Source material:
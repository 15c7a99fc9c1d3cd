use std::path::PathBuf;

pub mod category;
pub mod config;
pub mod content;
pub mod html;
pub mod import;
pub mod media;
pub mod progress;
pub mod reader;
pub mod report;
pub mod repository;
pub mod sanitize;
pub mod warning;

#[cfg(test)]
mod tests;

/// Errors that abort a whole batch. Nothing has been written when one of
/// these is returned.
#[derive(Debug, thiserror::Error)]
pub enum FatalBatchError {
    #[error("CSV file not found: {}", .0.display())]
    FileNotFound(PathBuf),
    #[error("CSV file has no data rows")]
    EmptyInput,
    #[error("failed to read CSV: {0}")]
    Csv(reader::Error),
    #[error("unknown category {label:?} at row {row}")]
    UnknownCategory { row: usize, label: String },
    #[error("no taxonomy mapped for content type {content_type} (row {row})")]
    MissingTaxonomy { row: usize, content_type: String },
}

impl From<reader::Error> for FatalBatchError {
    fn from(error: reader::Error) -> Self {
        match error {
            reader::Error::NotFound(path) => Self::FileNotFound(path),
            reader::Error::Empty => Self::EmptyInput,
            error => Self::Csv(error),
        }
    }
}
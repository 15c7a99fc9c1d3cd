use std::str::FromStr as _;

use indexmap::IndexMap;
use sqlx::{FromRow, SqliteConnection};
use tracing::{debug, error};

use crate::{
    media::{self, AssetRef},
    repository::{self, GROUP_ID, ItemId, NewItem, TermId},
};

#[derive(Debug, thiserror::Error)]
pub enum Error {
    #[error("sqlite error: {0}")]
    Sqlite(#[from] sqlx::Error),
    #[error("failed to encode asset reference: {0}")]
    EncodeAsset(serde_json::Error),
}

const DDL: &str = r#"
    CREATE TABLE IF NOT EXISTS items(
        id INTEGER PRIMARY KEY AUTOINCREMENT,
        content_type TEXT NOT NULL,
        title TEXT NOT NULL,
        body TEXT NOT NULL,
        excerpt TEXT NOT NULL,
        status TEXT NOT NULL,
        slug TEXT NOT NULL,
        featured_media TEXT,
        created_at TEXT NOT NULL,
        updated_at TEXT NOT NULL
    );

    CREATE TABLE IF NOT EXISTS item_meta(
        item_id INTEGER NOT NULL REFERENCES items(id) ON DELETE CASCADE,
        key TEXT NOT NULL,
        value TEXT NOT NULL,
        PRIMARY KEY(item_id, key)
    );

    CREATE INDEX IF NOT EXISTS item_meta_lookup ON item_meta(key, value);

    CREATE TABLE IF NOT EXISTS terms(
        id INTEGER PRIMARY KEY AUTOINCREMENT,
        taxonomy TEXT NOT NULL,
        name TEXT NOT NULL,
        parent INTEGER REFERENCES terms(id),
        UNIQUE(taxonomy, name)
    );

    CREATE TABLE IF NOT EXISTS item_terms(
        item_id INTEGER NOT NULL REFERENCES items(id) ON DELETE CASCADE,
        taxonomy TEXT NOT NULL,
        term_id INTEGER NOT NULL REFERENCES terms(id),
        position INTEGER NOT NULL,
        PRIMARY KEY(item_id, term_id)
    );

    CREATE TABLE IF NOT EXISTS assets(
        path TEXT NOT NULL PRIMARY KEY,
        content_type TEXT NOT NULL,
        content BLOB NOT NULL
    );
"#;

/// SQLite backed content store.
pub struct LocalDatabase {
    pool: sqlx::SqlitePool,
}

#[derive(Clone)]
pub struct Repository {
    pool: sqlx::SqlitePool,
}

pub struct AssetClient {
    pool: sqlx::SqlitePool,
}

/// Row of the `items` table.
#[derive(FromRow, Debug, Clone, PartialEq, Eq)]
pub struct StoredItem {
    pub id: ItemId,
    pub content_type: String,
    pub title: String,
    pub body: String,
    pub excerpt: String,
    pub status: String,
    pub slug: String,
    pub featured_media: Option<String>,
}

impl StoredItem {
    pub fn featured_media(&self) -> Option<AssetRef> {
        self.featured_media
            .as_deref()
            .and_then(|json| serde_json::from_str(json).ok())
    }
}

impl LocalDatabase {
    pub async fn open(url: &str) -> Result<Self, sqlx::Error> {
        let options = sqlx::sqlite::SqliteConnectOptions::from_str(url)
            .inspect_err(|error| error!(%error, %url, "Failed to open content db"))?
            .foreign_keys(true);
        let pool = sqlx::pool::PoolOptions::new()
            .max_connections(1)
            .idle_timeout(None)
            .max_lifetime(None)
            .connect_with(options)
            .await
            .inspect_err(|error| error!(%error, %url, "Failed to open content db"))?;
        sqlx::query(DDL)
            .execute(&pool)
            .await
            .inspect_err(|error| error!(%error, %url, "Failed to execute DDL to content db"))?;
        Ok(Self { pool })
    }

    pub fn pool(&self) -> &sqlx::SqlitePool {
        &self.pool
    }

    pub fn repository(&self) -> Repository {
        Repository {
            pool: self.pool.clone(),
        }
    }

    pub fn asset_client(&self) -> AssetClient {
        AssetClient {
            pool: self.pool.clone(),
        }
    }
}

fn now() -> String {
    chrono::Utc::now().to_rfc3339()
}

async fn find_by_key(
    conn: &mut SqliteConnection,
    content_type: &str,
    key: &str,
) -> Result<Option<ItemId>, sqlx::Error> {
    if key.is_empty() {
        return Ok(None);
    }
    sqlx::query_scalar(
        r#"
        SELECT items.id
        FROM items
        JOIN item_meta ON item_meta.item_id = items.id
        WHERE items.content_type = ? AND item_meta.key = ? AND item_meta.value = ?
        ORDER BY items.id
        LIMIT 1
    "#,
    )
    .bind(content_type)
    .bind(GROUP_ID)
    .bind(key)
    .fetch_optional(conn)
    .await
}

async fn insert_item(conn: &mut SqliteConnection, item: &NewItem) -> Result<ItemId, sqlx::Error> {
    let now = now();
    let result = sqlx::query(
        r#"
        INSERT INTO items(content_type, title, body, excerpt, status, slug, created_at, updated_at)
        VALUES (?, ?, ?, ?, ?, ?, ?, ?)
    "#,
    )
    .bind(&item.content_type)
    .bind(&item.title)
    .bind(&item.body)
    .bind(&item.excerpt)
    .bind(item.status.as_str())
    .bind(&item.slug)
    .bind(&now)
    .bind(&now)
    .execute(conn)
    .await?;
    Ok(ItemId(result.last_insert_rowid()))
}

async fn update_item(
    conn: &mut SqliteConnection,
    id: ItemId,
    item: &NewItem,
    update_title: bool,
) -> Result<(), sqlx::Error> {
    let statement = if update_title {
        r#"
        UPDATE items
        SET body = ?, excerpt = ?, status = ?, slug = ?, updated_at = ?, title = ?
        WHERE id = ?
    "#
    } else {
        r#"
        UPDATE items
        SET body = ?, excerpt = ?, status = ?, slug = ?, updated_at = ?
        WHERE id = ?
    "#
    };
    let query = sqlx::query(statement)
        .bind(&item.body)
        .bind(&item.excerpt)
        .bind(item.status.as_str())
        .bind(&item.slug)
        .bind(now());
    let query = if update_title {
        query.bind(&item.title)
    } else {
        query
    };
    let result = query.bind(id).execute(conn).await?;
    if result.rows_affected() == 0 {
        return Err(sqlx::Error::RowNotFound);
    }
    Ok(())
}

async fn put_meta(
    conn: &mut SqliteConnection,
    id: ItemId,
    key: &str,
    value: &str,
) -> Result<(), sqlx::Error> {
    sqlx::query(
        r#"
        INSERT INTO item_meta(item_id, key, value)
        VALUES (?, ?, ?)
        ON CONFLICT(item_id, key)
        DO UPDATE SET
            value = EXCLUDED.value
    "#,
    )
    .bind(id)
    .bind(key)
    .bind(value)
    .execute(conn)
    .await?;
    Ok(())
}

impl repository::ContentRepository for Repository {
    type Error = Error;

    async fn find_item_by_business_key(
        &self,
        content_type: &str,
        key: &str,
    ) -> Result<Option<ItemId>, Error> {
        let mut conn = self.pool.acquire().await?;
        Ok(find_by_key(&mut conn, content_type, key).await?)
    }

    async fn create_item(&self, item: &NewItem) -> Result<ItemId, Error> {
        let mut conn = self.pool.acquire().await?;
        Ok(insert_item(&mut conn, item).await?)
    }

    async fn update_item(&self, id: ItemId, item: &NewItem, update_title: bool) -> Result<(), Error> {
        let mut conn = self.pool.acquire().await?;
        Ok(update_item(&mut conn, id, item, update_title).await?)
    }

    async fn upsert(
        &self,
        key: Option<&str>,
        item: &NewItem,
        update_title: bool,
    ) -> Result<(ItemId, bool), Error> {
        let key = key.filter(|key| !key.is_empty());
        let mut tx = self.pool.begin().await?;
        let existing = match key {
            Some(key) => find_by_key(&mut tx, &item.content_type, key).await?,
            None => None,
        };
        let result = match existing {
            Some(id) => {
                update_item(&mut tx, id, item, update_title).await?;
                (id, false)
            }
            None => {
                let id = insert_item(&mut tx, item).await?;
                if let Some(key) = key {
                    put_meta(&mut tx, id, GROUP_ID, key).await?;
                }
                (id, true)
            }
        };
        tx.commit().await?;
        debug!(
            item_id = %result.0,
            created = result.1,
            content_type = %item.content_type,
            "upserted item"
        );
        Ok(result)
    }

    async fn set_featured_media(&self, id: ItemId, asset: &AssetRef) -> Result<(), Error> {
        let asset = serde_json::to_string(asset).map_err(Error::EncodeAsset)?;
        sqlx::query("UPDATE items SET featured_media = ? WHERE id = ?")
            .bind(asset)
            .bind(id)
            .execute(&self.pool)
            .await?;
        Ok(())
    }

    async fn assign_terms(&self, id: ItemId, taxonomy: &str, terms: &[TermId]) -> Result<(), Error> {
        let mut tx = self.pool.begin().await?;
        sqlx::query("DELETE FROM item_terms WHERE item_id = ? AND taxonomy = ?")
            .bind(id)
            .bind(taxonomy)
            .execute(&mut *tx)
            .await?;
        for (position, term) in terms.iter().enumerate() {
            sqlx::query(
                r#"
                INSERT INTO item_terms(item_id, taxonomy, term_id, position)
                VALUES (?, ?, ?, ?)
                ON CONFLICT(item_id, term_id) DO NOTHING
            "#,
            )
            .bind(id)
            .bind(taxonomy)
            .bind(term)
            .bind(position as i64)
            .execute(&mut *tx)
            .await?;
        }
        tx.commit().await?;
        Ok(())
    }

    async fn set_metadata(&self, id: ItemId, key: &str, value: &str) -> Result<(), Error> {
        let mut conn = self.pool.acquire().await?;
        Ok(put_meta(&mut conn, id, key, value).await?)
    }
}

impl repository::TermStore for Repository {
    type Error = Error;

    async fn find_term(&self, taxonomy: &str, name: &str) -> Result<Option<TermId>, Error> {
        Ok(
            sqlx::query_scalar("SELECT id FROM terms WHERE taxonomy = ? AND name = ?")
                .bind(taxonomy)
                .bind(name)
                .fetch_optional(&self.pool)
                .await?,
        )
    }

    async fn create_term(
        &self,
        taxonomy: &str,
        name: &str,
        parent: Option<TermId>,
    ) -> Result<TermId, Error> {
        let mut tx = self.pool.begin().await?;
        sqlx::query(
            r#"
            INSERT INTO terms(taxonomy, name, parent)
            VALUES (?, ?, ?)
            ON CONFLICT(taxonomy, name) DO NOTHING
        "#,
        )
        .bind(taxonomy)
        .bind(name)
        .bind(parent)
        .execute(&mut *tx)
        .await?;
        let id = sqlx::query_scalar("SELECT id FROM terms WHERE taxonomy = ? AND name = ?")
            .bind(taxonomy)
            .bind(name)
            .fetch_one(&mut *tx)
            .await?;
        tx.commit().await?;
        Ok(id)
    }
}

/// Read side used by reports and tests.
impl Repository {
    pub async fn item(&self, id: ItemId) -> Result<Option<StoredItem>, Error> {
        Ok(sqlx::query_as::<_, StoredItem>(
            r#"
            SELECT id, content_type, title, body, excerpt, status, slug, featured_media
            FROM items
            WHERE id = ?
        "#,
        )
        .bind(id)
        .fetch_optional(&self.pool)
        .await?)
    }

    pub async fn count_items(&self) -> Result<i64, Error> {
        Ok(sqlx::query_scalar("SELECT COUNT(*) FROM items")
            .fetch_one(&self.pool)
            .await?)
    }

    pub async fn metadata(&self, id: ItemId) -> Result<IndexMap<String, String>, Error> {
        let rows = sqlx::query_as::<_, (String, String)>(
            "SELECT key, value FROM item_meta WHERE item_id = ? ORDER BY key",
        )
        .bind(id)
        .fetch_all(&self.pool)
        .await?;
        Ok(rows.into_iter().collect())
    }

    /// Term names assigned to an item, in assignment order.
    pub async fn item_terms(&self, id: ItemId) -> Result<Vec<(String, String)>, Error> {
        Ok(sqlx::query_as::<_, (String, String)>(
            r#"
            SELECT item_terms.taxonomy, terms.name
            FROM item_terms
            JOIN terms ON terms.id = item_terms.term_id
            WHERE item_terms.item_id = ?
            ORDER BY item_terms.taxonomy, item_terms.position
        "#,
        )
        .bind(id)
        .fetch_all(&self.pool)
        .await?)
    }

    pub async fn term_parent(&self, taxonomy: &str, name: &str) -> Result<Option<String>, Error> {
        Ok(sqlx::query_scalar(
            r#"
            SELECT parent_terms.name
            FROM terms
            JOIN terms AS parent_terms ON parent_terms.id = terms.parent
            WHERE terms.taxonomy = ? AND terms.name = ?
        "#,
        )
        .bind(taxonomy)
        .bind(name)
        .fetch_optional(&self.pool)
        .await?)
    }

    pub async fn count_terms(&self) -> Result<i64, Error> {
        Ok(sqlx::query_scalar("SELECT COUNT(*) FROM terms")
            .fetch_one(&self.pool)
            .await?)
    }
}

impl media::AssetStore for AssetClient {
    type Error = sqlx::Error;

    async fn put(
        &self,
        path: &std::path::Path,
        content_type: &str,
        content: &[u8],
    ) -> Result<(), Self::Error> {
        sqlx::query(
            r#"
            INSERT INTO assets(path, content_type, content)
            VALUES (?, ?, ?)
            ON CONFLICT(path)
            DO UPDATE SET
                content_type = EXCLUDED.content_type,
                content = EXCLUDED.content
        "#,
        )
        .bind(path.display().to_string())
        .bind(content_type)
        .bind(content)
        .execute(&self.pool)
        .await?;
        Ok(())
    }
}
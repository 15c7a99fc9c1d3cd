use crate::{
    FatalBatchError,
    config::Config,
    import::Importer,
    media::AssetRef,
    report::RowOutcome,
    repository::{
        ContentRepository, ItemId, NewItem, TermId, TermStore,
        sqlite::{self, Repository},
    },
    tests::{StubMedia, importer},
    warning::RowWarning,
};

/// Delegates to SQLite but refuses to write items with one title.
#[derive(Clone)]
struct RejectTitle {
    inner: Repository,
    title: &'static str,
}

impl ContentRepository for RejectTitle {
    type Error = sqlite::Error;

    async fn find_item_by_business_key(
        &self,
        content_type: &str,
        key: &str,
    ) -> Result<Option<ItemId>, Self::Error> {
        self.inner.find_item_by_business_key(content_type, key).await
    }

    async fn create_item(&self, item: &NewItem) -> Result<ItemId, Self::Error> {
        self.inner.create_item(item).await
    }

    async fn update_item(
        &self,
        id: ItemId,
        item: &NewItem,
        update_title: bool,
    ) -> Result<(), Self::Error> {
        self.inner.update_item(id, item, update_title).await
    }

    async fn upsert(
        &self,
        key: Option<&str>,
        item: &NewItem,
        update_title: bool,
    ) -> Result<(ItemId, bool), Self::Error> {
        if item.title == self.title {
            return Err(sqlx::Error::Protocol("disk I/O error".into()).into());
        }
        self.inner.upsert(key, item, update_title).await
    }

    async fn set_featured_media(&self, id: ItemId, asset: &AssetRef) -> Result<(), Self::Error> {
        self.inner.set_featured_media(id, asset).await
    }

    async fn assign_terms(
        &self,
        id: ItemId,
        taxonomy: &str,
        terms: &[TermId],
    ) -> Result<(), Self::Error> {
        self.inner.assign_terms(id, taxonomy, terms).await
    }

    async fn set_metadata(&self, id: ItemId, key: &str, value: &str) -> Result<(), Self::Error> {
        self.inner.set_metadata(id, key, value).await
    }
}

impl TermStore for RejectTitle {
    type Error = sqlite::Error;

    async fn find_term(&self, taxonomy: &str, name: &str) -> Result<Option<TermId>, Self::Error> {
        self.inner.find_term(taxonomy, name).await
    }

    async fn create_term(
        &self,
        taxonomy: &str,
        name: &str,
        parent: Option<TermId>,
    ) -> Result<TermId, Self::Error> {
        self.inner.create_term(taxonomy, name, parent).await
    }
}

#[tokio::test]
async fn unknown_category_aborts_before_writing() {
    let repository = super::memory_repository().await;
    let result = importer(&Config::default(), &repository)
        .import_file("src/tests/fixtures/unknown_category.csv")
        .await;
    match result {
        Err(FatalBatchError::UnknownCategory { row, label }) => {
            assert_eq!(row, 2);
            assert_eq!(label, "Podcast");
        }
        other => panic!("expected UnknownCategory, got {other:?}"),
    }
    assert_eq!(repository.count_items().await.unwrap(), 0);
    assert_eq!(repository.count_terms().await.unwrap(), 0);
}

#[tokio::test]
async fn missing_taxonomy_aborts() {
    let repository = super::memory_repository().await;
    let mut config = Config::default();
    config.taxonomies.shift_remove("music");
    let result = importer(&config, &repository)
        .import_file("src/tests/fixtures/unknown_category.csv")
        .await;
    assert!(matches!(
        result,
        Err(FatalBatchError::MissingTaxonomy { row: 1, ref content_type }) if content_type == "music"
    ));
    assert_eq!(repository.count_items().await.unwrap(), 0);
}

#[tokio::test]
async fn empty_and_missing_files() {
    let repository = super::memory_repository().await;
    let importer = importer(&Config::default(), &repository);
    assert!(matches!(
        importer
            .import_file("src/tests/fixtures/header_only.csv")
            .await,
        Err(FatalBatchError::EmptyInput)
    ));
    assert!(matches!(
        importer.import_file("src/tests/fixtures/nope.csv").await,
        Err(FatalBatchError::FileNotFound(path)) if path.ends_with("nope.csv")
    ));
    assert!(matches!(
        importer.import_rows(&[]).await,
        Err(FatalBatchError::EmptyInput)
    ));
}

#[tokio::test]
async fn media_and_term_problems_are_warnings() {
    let repository = super::memory_repository().await;
    let report = importer(&Config::default(), &repository)
        .import_file("src/tests/fixtures/broken_media.csv")
        .await
        .unwrap();
    assert_eq!((report.created, report.failed, report.warnings), (2, 0, 3));

    match report.outcomes[0].warnings() {
        [
            RowWarning::SubCategoryWithoutParent { name },
            RowWarning::MediaUnavailable { url, .. },
        ] => {
            assert_eq!(name, "Adventures");
            assert_eq!(url, "ftp://img.test/kite.png");
        }
        other => panic!("unexpected warnings {other:?}"),
    }
    assert!(matches!(
        report.outcomes[1].warnings(),
        [RowWarning::MediaUnavailable { detail, .. }] if detail.contains("unreachable host")
    ));
    assert_eq!(
        serde_json::to_value(&report.outcomes[1]).unwrap()["warnings"][0]["kind"],
        "media_unavailable"
    );

    for outcome in &report.outcomes {
        let item = repository
            .item(outcome.item_id().unwrap())
            .await
            .unwrap()
            .unwrap();
        assert_eq!(item.featured_media, None);
    }
    assert_eq!(repository.count_terms().await.unwrap(), 0);
}

#[tokio::test]
async fn write_failure_is_per_row() {
    let repository = super::memory_repository().await;
    let failing = RejectTitle {
        inner: repository.clone(),
        title: "Thunder",
    };
    let report = Importer::new(&Config::default(), failing, StubMedia)
        .import_file("src/tests/fixtures/reject_second.csv")
        .await
        .unwrap();
    assert_eq!((report.total, report.created, report.failed), (3, 2, 1));
    match &report.outcomes[1] {
        RowOutcome::Error { row, message, .. } => {
            assert_eq!(*row, 2);
            assert!(message.contains("disk I/O error"), "{message}");
        }
        other => panic!("expected an error outcome, got {other:?}"),
    }
    assert!(matches!(report.outcomes[2], RowOutcome::Success { row: 3, .. }));
    assert_eq!(repository.count_items().await.unwrap(), 2);
    // the shared parent term was created once and reused
    assert_eq!(repository.count_terms().await.unwrap(), 1);
}

#[tokio::test]
async fn latin1_bytes_do_not_abort_the_batch() {
    let repository = super::memory_repository().await;
    let report = importer(&Config::default(), &repository)
        .import_file("src/tests/fixtures/latin1.csv")
        .await
        .unwrap();
    assert_eq!((report.total, report.created, report.failed), (2, 2, 0));
    let cafe = repository
        .item(report.outcomes[1].item_id().unwrap())
        .await
        .unwrap()
        .unwrap();
    assert_eq!(cafe.title, "Caf\u{fffd} Jazz");
    assert_eq!(cafe.body, "<p>Smooth</p>");
}
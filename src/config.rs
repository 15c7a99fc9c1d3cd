use std::path::{Path, PathBuf};

use indexmap::{IndexMap, indexmap};
use serde::Deserialize;

use crate::category::CategoryMapping;

#[derive(Debug, thiserror::Error)]
pub enum Error {
    #[error("failed to read config ({}): {error}", path.display())]
    Read {
        error: std::io::Error,
        path: PathBuf,
    },
    #[error("failed to parse config ({}): {error}", path.display())]
    Parse {
        error: serde_yaml::Error,
        path: PathBuf,
    },
}

#[derive(Deserialize, Clone, Debug, PartialEq, Eq)]
pub enum MediaStorage {
    Asset { dir: PathBuf },
    Database,
}

#[derive(Deserialize, Clone, Debug)]
#[serde(default)]
pub struct MediaConfig {
    pub storage: MediaStorage,
    pub concurrency: usize,
    pub timeout_secs: u64,
}

impl Default for MediaConfig {
    fn default() -> Self {
        Self {
            storage: MediaStorage::Database,
            concurrency: 4,
            timeout_secs: 30,
        }
    }
}

/// CSV column names for every field the importer reads.
#[derive(Deserialize, Clone, Debug)]
#[serde(default)]
pub struct Columns {
    pub category: String,
    pub title: String,
    pub long_description: String,
    pub short_description: String,
    pub embed_code_1: String,
    pub embed_code_2: String,
    pub seo_title: String,
    pub seo_description: String,
    pub seo_keyword: String,
    pub group_id: String,
    pub buy_link: String,
    pub status: String,
    pub slug: String,
    pub image: String,
    pub parent_category: String,
    pub sub_category: String,
}

impl Default for Columns {
    fn default() -> Self {
        Self {
            category: "cpt_taxonomy".into(),
            title: "product_title".into(),
            long_description: "long_description".into(),
            short_description: "short_description".into(),
            embed_code_1: "embed_code_1".into(),
            embed_code_2: "embed_code_2".into(),
            seo_title: "seo_title".into(),
            seo_description: "seo_description".into(),
            seo_keyword: "seo_keyword".into(),
            group_id: "group_id".into(),
            buy_link: "buy_link".into(),
            status: "status".into(),
            slug: "slug".into(),
            image: "product_image".into(),
            parent_category: "parent_category".into(),
            sub_category: "sub_category".into(),
        }
    }
}

#[derive(Deserialize, Clone, Debug)]
#[serde(default)]
pub struct Config {
    /// CSV category label to content type.
    pub post_types: IndexMap<String, String>,
    /// Content type to the taxonomy holding its categories.
    pub taxonomies: IndexMap<String, String>,
    pub columns: Columns,
    /// Overwrite the title of items found by business key.
    pub update_title: bool,
    pub spacer_height: u32,
    pub media: MediaConfig,
}

impl Default for Config {
    fn default() -> Self {
        Self {
            post_types: indexmap! {
                "Library".into() => "library".into(),
                "Music".into() => "music".into(),
                "Meditation".into() => "meditation".into(),
                "Children Story".into() => "children_story".into(),
                "Sleep Story".into() => "sleep_story".into(),
                "Magazine".into() => "magazine".into(),
            },
            taxonomies: indexmap! {
                "library".into() => "library_category".into(),
                "music".into() => "music_category".into(),
                "meditation".into() => "meditation_category".into(),
                "children_story".into() => "children_category".into(),
                "sleep_story".into() => "sleep_category".into(),
                "magazine".into() => "magazine_category".into(),
            },
            columns: Columns::default(),
            update_title: false,
            spacer_height: crate::content::DEFAULT_SPACER_HEIGHT,
            media: MediaConfig::default(),
        }
    }
}

impl Config {
    pub async fn load(path: &Path) -> Result<Self, Error> {
        let content = tokio::fs::read_to_string(path)
            .await
            .map_err(|error| Error::Read {
                error,
                path: path.to_owned(),
            })?;
        serde_yaml::from_str(&content).map_err(|error| Error::Parse {
            error,
            path: path.to_owned(),
        })
    }

    pub fn validate(&self) -> Result<(), String> {
        for (label, content_type) in &self.post_types {
            if label.trim().is_empty() {
                return Err(format!("empty category label for {content_type}"));
            }
            if label.trim() != label {
                return Err(format!("category label {label:?} has surrounding whitespace"));
            }
            if !self.taxonomies.contains_key(content_type) {
                return Err(format!(
                    "content type {content_type} (label {label:?}) has no taxonomy"
                ));
            }
        }
        if self.media.concurrency == 0 {
            return Err("media.concurrency must be at least 1".into());
        }
        Ok(())
    }

    pub fn category_mapping(&self) -> CategoryMapping {
        CategoryMapping::new(self.post_types.clone(), self.taxonomies.clone())
    }
}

Task goal:
Using the records above, work out how many lines hold the string "failing"; answer with that number alone.

Solved exercise:
2